_What is expected_
Report how many lines in the records below contain the word "trimmed". Nothing else belongs in the answer.

[Collected data entries]
################

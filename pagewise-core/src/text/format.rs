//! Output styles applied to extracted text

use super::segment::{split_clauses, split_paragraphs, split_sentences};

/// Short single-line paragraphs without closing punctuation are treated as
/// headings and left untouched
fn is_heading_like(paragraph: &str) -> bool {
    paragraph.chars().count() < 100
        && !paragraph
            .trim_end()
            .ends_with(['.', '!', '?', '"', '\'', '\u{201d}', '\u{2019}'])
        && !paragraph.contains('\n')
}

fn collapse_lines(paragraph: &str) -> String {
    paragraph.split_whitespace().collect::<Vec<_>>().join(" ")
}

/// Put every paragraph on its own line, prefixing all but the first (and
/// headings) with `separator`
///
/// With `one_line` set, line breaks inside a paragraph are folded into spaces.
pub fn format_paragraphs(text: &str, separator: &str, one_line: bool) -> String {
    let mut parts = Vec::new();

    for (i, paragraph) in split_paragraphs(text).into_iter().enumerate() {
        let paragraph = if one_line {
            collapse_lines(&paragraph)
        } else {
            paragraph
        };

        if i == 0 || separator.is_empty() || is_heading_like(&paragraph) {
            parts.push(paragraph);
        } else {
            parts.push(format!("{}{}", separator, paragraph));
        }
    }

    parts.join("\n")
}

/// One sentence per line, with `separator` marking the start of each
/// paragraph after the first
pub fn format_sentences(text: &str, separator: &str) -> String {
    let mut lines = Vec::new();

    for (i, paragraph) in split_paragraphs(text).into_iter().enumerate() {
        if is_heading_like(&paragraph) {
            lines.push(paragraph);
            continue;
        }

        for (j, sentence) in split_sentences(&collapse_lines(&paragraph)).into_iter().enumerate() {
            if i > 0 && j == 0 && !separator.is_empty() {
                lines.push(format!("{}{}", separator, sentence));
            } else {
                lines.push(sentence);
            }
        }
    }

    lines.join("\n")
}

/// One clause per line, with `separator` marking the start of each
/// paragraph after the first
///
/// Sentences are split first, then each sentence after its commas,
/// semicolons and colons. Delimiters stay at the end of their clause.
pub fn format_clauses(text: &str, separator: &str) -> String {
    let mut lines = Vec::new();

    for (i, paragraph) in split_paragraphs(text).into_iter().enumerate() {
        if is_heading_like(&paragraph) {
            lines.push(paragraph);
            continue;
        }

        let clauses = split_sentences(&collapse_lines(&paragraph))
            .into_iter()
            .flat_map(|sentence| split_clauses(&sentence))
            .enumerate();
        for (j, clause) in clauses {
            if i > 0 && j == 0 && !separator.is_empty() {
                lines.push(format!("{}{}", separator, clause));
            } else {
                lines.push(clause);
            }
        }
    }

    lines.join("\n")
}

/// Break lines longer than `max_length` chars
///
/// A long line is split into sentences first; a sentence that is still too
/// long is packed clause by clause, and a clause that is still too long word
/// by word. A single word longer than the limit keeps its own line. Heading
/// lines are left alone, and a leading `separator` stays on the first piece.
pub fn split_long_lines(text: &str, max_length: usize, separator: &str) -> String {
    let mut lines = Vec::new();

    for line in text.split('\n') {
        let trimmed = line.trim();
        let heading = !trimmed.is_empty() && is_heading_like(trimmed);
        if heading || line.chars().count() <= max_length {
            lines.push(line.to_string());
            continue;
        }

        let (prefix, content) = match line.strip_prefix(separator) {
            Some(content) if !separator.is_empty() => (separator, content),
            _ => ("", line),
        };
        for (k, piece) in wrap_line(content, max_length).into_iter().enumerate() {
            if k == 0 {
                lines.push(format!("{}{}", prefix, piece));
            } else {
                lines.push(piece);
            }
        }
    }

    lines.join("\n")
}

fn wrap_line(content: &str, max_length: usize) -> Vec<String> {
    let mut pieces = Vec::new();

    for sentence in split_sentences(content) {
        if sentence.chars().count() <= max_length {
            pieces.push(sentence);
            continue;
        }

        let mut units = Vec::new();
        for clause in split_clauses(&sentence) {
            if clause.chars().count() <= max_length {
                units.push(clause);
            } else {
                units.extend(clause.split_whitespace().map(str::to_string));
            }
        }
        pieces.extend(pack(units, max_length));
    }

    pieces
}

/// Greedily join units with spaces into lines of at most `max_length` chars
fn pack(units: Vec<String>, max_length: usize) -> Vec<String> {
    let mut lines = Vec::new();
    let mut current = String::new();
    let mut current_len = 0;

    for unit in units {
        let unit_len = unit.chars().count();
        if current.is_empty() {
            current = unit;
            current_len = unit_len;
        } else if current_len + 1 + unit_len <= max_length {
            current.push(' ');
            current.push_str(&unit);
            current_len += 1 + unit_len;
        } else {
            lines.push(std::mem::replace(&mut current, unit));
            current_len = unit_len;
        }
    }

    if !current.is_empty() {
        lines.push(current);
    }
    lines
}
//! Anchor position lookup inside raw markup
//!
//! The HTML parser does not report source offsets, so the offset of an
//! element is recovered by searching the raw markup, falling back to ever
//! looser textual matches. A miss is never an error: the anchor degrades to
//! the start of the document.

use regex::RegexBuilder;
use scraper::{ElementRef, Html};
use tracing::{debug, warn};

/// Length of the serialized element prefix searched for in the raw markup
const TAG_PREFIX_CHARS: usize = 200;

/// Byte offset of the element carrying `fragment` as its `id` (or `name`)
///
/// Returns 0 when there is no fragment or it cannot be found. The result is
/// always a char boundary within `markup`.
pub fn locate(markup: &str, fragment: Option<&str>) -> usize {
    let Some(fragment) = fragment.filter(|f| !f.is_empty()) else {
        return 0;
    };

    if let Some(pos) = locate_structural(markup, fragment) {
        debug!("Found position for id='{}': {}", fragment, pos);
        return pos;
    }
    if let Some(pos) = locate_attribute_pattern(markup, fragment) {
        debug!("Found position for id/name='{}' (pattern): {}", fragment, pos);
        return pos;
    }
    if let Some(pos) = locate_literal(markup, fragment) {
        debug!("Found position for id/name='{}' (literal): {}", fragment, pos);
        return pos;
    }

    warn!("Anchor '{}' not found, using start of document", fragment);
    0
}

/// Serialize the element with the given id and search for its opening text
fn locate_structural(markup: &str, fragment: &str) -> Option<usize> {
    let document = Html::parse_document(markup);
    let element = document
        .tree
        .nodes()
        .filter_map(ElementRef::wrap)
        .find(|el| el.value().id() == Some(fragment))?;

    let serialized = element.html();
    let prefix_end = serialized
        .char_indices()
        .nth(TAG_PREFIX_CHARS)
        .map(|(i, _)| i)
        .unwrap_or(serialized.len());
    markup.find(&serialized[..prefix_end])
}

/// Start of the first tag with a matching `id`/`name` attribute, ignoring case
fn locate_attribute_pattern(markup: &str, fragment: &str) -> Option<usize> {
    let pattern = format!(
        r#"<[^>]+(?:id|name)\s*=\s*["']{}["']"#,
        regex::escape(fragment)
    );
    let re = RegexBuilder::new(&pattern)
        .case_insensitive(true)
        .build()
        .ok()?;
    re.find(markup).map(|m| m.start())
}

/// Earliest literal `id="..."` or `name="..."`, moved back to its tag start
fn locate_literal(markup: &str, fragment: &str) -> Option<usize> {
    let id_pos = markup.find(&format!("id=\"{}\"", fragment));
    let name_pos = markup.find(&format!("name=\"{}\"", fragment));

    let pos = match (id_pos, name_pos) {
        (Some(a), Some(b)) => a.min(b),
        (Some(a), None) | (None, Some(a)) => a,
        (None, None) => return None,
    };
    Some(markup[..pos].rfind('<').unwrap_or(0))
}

################

_Task answer_
2